El piloto de la Fuerza Aérea, Raúl Torrado, todavía no olvida al hombre corpulento que lo orientó con señas de sus brazos hasta el sitio donde se encontraba atrapado. A su alrededor había árboles y el hoy general Torrado hizo una maniobra para evitar que las hélices chocaran. Llegó hasta un punto donde logró lanzar una soga. El hombre bajo el barro la tomó, se la puso alrededor de la cintura, la amarró fuerte y cuando el helicóptero se elevó en busca de un lugar seguro para él, salió medio tronco. La tragedia, a veces, niega los finales felices y añade dramatismo que nadie entiende: mientras Armero luchaba, la guerrilla se tomaba Urrao, en Antioquia. Por eso Torrado apenas pudo estar tres días rescatando heridos, para después combatir.

El general, que se hizo piloto porque de niño soñaba con ir a la Luna, partió en la madrugada del jueves 14 de noviembre para Chinchiná. Era donde, decían los primeros informes, había ocurrido la avalancha. Solo dos minutos después de despegar la torre de control corrigió el destino. La tragedia ya tenía nombre.
Lo que primero vio en Armero fueron personas desnudas en la terraza del hospital. Como el aluvión ocurrió a la madrugada, los sobrevivientes estaban en pijama, telas delgadas que el barro caliente consumió. Cuando el general Torrado vio a la gente pidiendo auxilio desde el fango cambió de nuevo el destino: los del hospital, finalmente, pensó, están en un lugar seguro.

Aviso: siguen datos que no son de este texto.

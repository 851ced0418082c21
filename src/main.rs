use quizbot::{app_state::AppState, config::Config, handlers};
use secrecy::ExposeSecret;
use teloxide::Bot;

#[tokio::main]
async fn main() {
    dotenvy::dotenv().ok();
    env_logger::Builder::from_env(env_logger::Env::default().default_filter_or("info")).init();

    let config = match Config::from_env() {
        Ok(config) => config,
        Err(e) => {
            log::error!("{}", e);
            std::process::exit(1);
        }
    };

    log::info!("Using completion model {}", config.openai_model);
    let bot = Bot::new(config.telegram_bot_token.expose_secret());
    let state = AppState::new(&config);

    log::info!("Bot is running...");
    handlers::run(bot, state).await;
}
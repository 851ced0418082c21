pub mod telegram_handler;

pub use telegram_handler::{run, TelegramDocument, TelegramOutbound};
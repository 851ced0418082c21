use thiserror::Error;

#[derive(Debug, Clone, PartialEq, Eq, Error)]
pub enum AppError {
    #[error("Unsupported file type: .{0}")]
    UnsupportedFormat(String),

    #[error("Decode error: {0}")]
    DecodeError(String),

    #[error("Malformed document: {0}")]
    MalformedDocument(String),

    #[error("{0}")]
    CompletionError(String),

    #[error("Invalid input: {0}")]
    InvalidUserInput(String),

    #[error("Download error: {0}")]
    DownloadError(String),

    #[error("Transport error: {0}")]
    TransportError(String),

    #[error("Configuration error: {0}")]
    ConfigError(String),
}

impl AppError {
    pub fn error_code(&self) -> &'static str {
        match self {
            AppError::UnsupportedFormat(_) => "UNSUPPORTED_FORMAT",
            AppError::DecodeError(_) => "DECODE_ERROR",
            AppError::MalformedDocument(_) => "MALFORMED_DOCUMENT",
            AppError::CompletionError(_) => "COMPLETION_ERROR",
            AppError::InvalidUserInput(_) => "INVALID_USER_INPUT",
            AppError::DownloadError(_) => "DOWNLOAD_ERROR",
            AppError::TransportError(_) => "TRANSPORT_ERROR",
            AppError::ConfigError(_) => "CONFIG_ERROR",
        }
    }
}

impl From<async_openai::error::OpenAIError> for AppError {
    fn from(err: async_openai::error::OpenAIError) -> Self {
        AppError::CompletionError(err.to_string())
    }
}
impl From<std::string::FromUtf8Error> for AppError {
    fn from(err: std::string::FromUtf8Error) -> Self {
        AppError::DecodeError(err.to_string())
    }
}
impl From<zip::result::ZipError> for AppError {
    fn from(err: zip::result::ZipError) -> Self {
        AppError::MalformedDocument(format!("not a valid .docx archive ({})", err))
    }
}
impl From<lopdf::Error> for AppError {
    fn from(err: lopdf::Error) -> Self {
        AppError::MalformedDocument(format!("not a valid .pdf file ({})", err))
    }
}
impl From<validator::ValidationErrors> for AppError {
    fn from(err: validator::ValidationErrors) -> Self {
        AppError::ConfigError(err.to_string())
    }
}
impl From<teloxide::RequestError> for AppError {
    fn from(err: teloxide::RequestError) -> Self {
        AppError::TransportError(err.to_string())
    }
}
impl From<teloxide::DownloadError> for AppError {
    fn from(err: teloxide::DownloadError) -> Self {
        AppError::DownloadError(err.to_string())
    }
}

pub type AppResult<T> = Result<T, AppError>;
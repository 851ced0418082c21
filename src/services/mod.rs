pub mod channel;
pub mod completion_service;
pub mod conversation_service;
pub mod extraction_service;

pub use channel::{DocumentSource, OutboundChannel};
pub use completion_service::{CompletionClient, CompletionService, OpenAiCompletionClient};
pub use conversation_service::ConversationService;
pub use extraction_service::ExtractionService;
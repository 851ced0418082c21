use crate::errors::{AppError, AppResult};

#[derive(Clone, Copy, Debug, PartialEq, Eq)]
pub enum DocumentKind {
    Txt,
    Docx,
    Pdf,
}

impl DocumentKind {
    /// Resolve the kind from the file name's extension, ignoring case.
    /// The byte content is never inspected.
    pub fn from_file_name(file_name: &str) -> AppResult<Self> {
        let extension = extension_of(file_name);
        match extension.as_str() {
            "txt" => Ok(DocumentKind::Txt),
            "docx" => Ok(DocumentKind::Docx),
            "pdf" => Ok(DocumentKind::Pdf),
            _ => Err(AppError::UnsupportedFormat(extension)),
        }
    }

    pub fn extension(&self) -> &'static str {
        match self {
            DocumentKind::Txt => "txt",
            DocumentKind::Docx => "docx",
            DocumentKind::Pdf => "pdf",
        }
    }
}

impl std::fmt::Display for DocumentKind {
    fn fmt(&self, f: &mut std::fmt::Formatter<'_>) -> std::fmt::Result {
        write!(f, ".{}", self.extension())
    }
}

fn extension_of(file_name: &str) -> String {
    file_name
        .rsplit_once('.')
        .map(|(_, extension)| extension.to_lowercase())
        .unwrap_or_default()
}

#[cfg(test)]
mod tests {
    use super::*;

    #[test]
    fn test_known_extensions_are_case_insensitive() {
        assert_eq!(DocumentKind::from_file_name("notes.txt"), Ok(DocumentKind::Txt));
        assert_eq!(DocumentKind::from_file_name("Report.DOCX"), Ok(DocumentKind::Docx));
        assert_eq!(DocumentKind::from_file_name("paper.Pdf"), Ok(DocumentKind::Pdf));
        assert_eq!(
            DocumentKind::from_file_name("archive.tar.pdf"),
            Ok(DocumentKind::Pdf)
        );
    }

    #[test]
    fn test_unknown_extension_carries_original_extension() {
        assert_eq!(
            DocumentKind::from_file_name("notes.RTF"),
            Err(AppError::UnsupportedFormat("rtf".to_string()))
        );
    }

    #[test]
    fn test_missing_extension_is_unsupported() {
        assert_eq!(
            DocumentKind::from_file_name("README"),
            Err(AppError::UnsupportedFormat(String::new()))
        );
        assert!(DocumentKind::from_file_name("pdf").is_err());
        // Suffix match: a bare ".pdf" name still counts as a PDF.
        assert_eq!(DocumentKind::from_file_name(".pdf"), Ok(DocumentKind::Pdf));
    }
}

Fue cuando desde su helicóptero FAC 233A observó a un niño de 4 años que parecía resignado a morir. En el momento en que sintió la vibración de la aeronave movió un brazo como un último esfuerzo por aferrarse a la vida. El general Torrado y su equipo lograron evacuarlo y Jorge Parga, un reportero gráfico, contó la historia que conmovió al mundo. A aquel niño, llamado Guillermo Páez, el Rey de España le ofreció una beca para estudiar en ese país. Cada que regresa a Colombia, Guillermo busca al general Torrado para agradecerle por esa segunda oportunidad.

Algo parecido le sucedió hace unos años al voluntario de la Cruz Roja Néstor Marino Sarria. Se encontraba en el Centro Comercial Jardín Plaza de Cali cuando, desde el segundo piso, alguien le empezó a gritar mientras lo señalaba: “¡usted, usted, usted!”
Néstor se asustó. Cuando el hombre se acercó le dio un abrazo. Le dijo que él era uno de los niños que había rescatado en Armero. Lo llevaron al Instituto Óscar Scarpetta de Bienestar Familiar y le pagaron sus estudios universitarios. Hoy ese niño es un médico. Aunque a Néstor jamás lo condecoraron, como a muchos de los rescatistas de Armero, reconocimientos como el de aquel hombre es su mayor satisfacción: la certeza de que, pese al lodo que quemaba, Armero no se apagó del todo.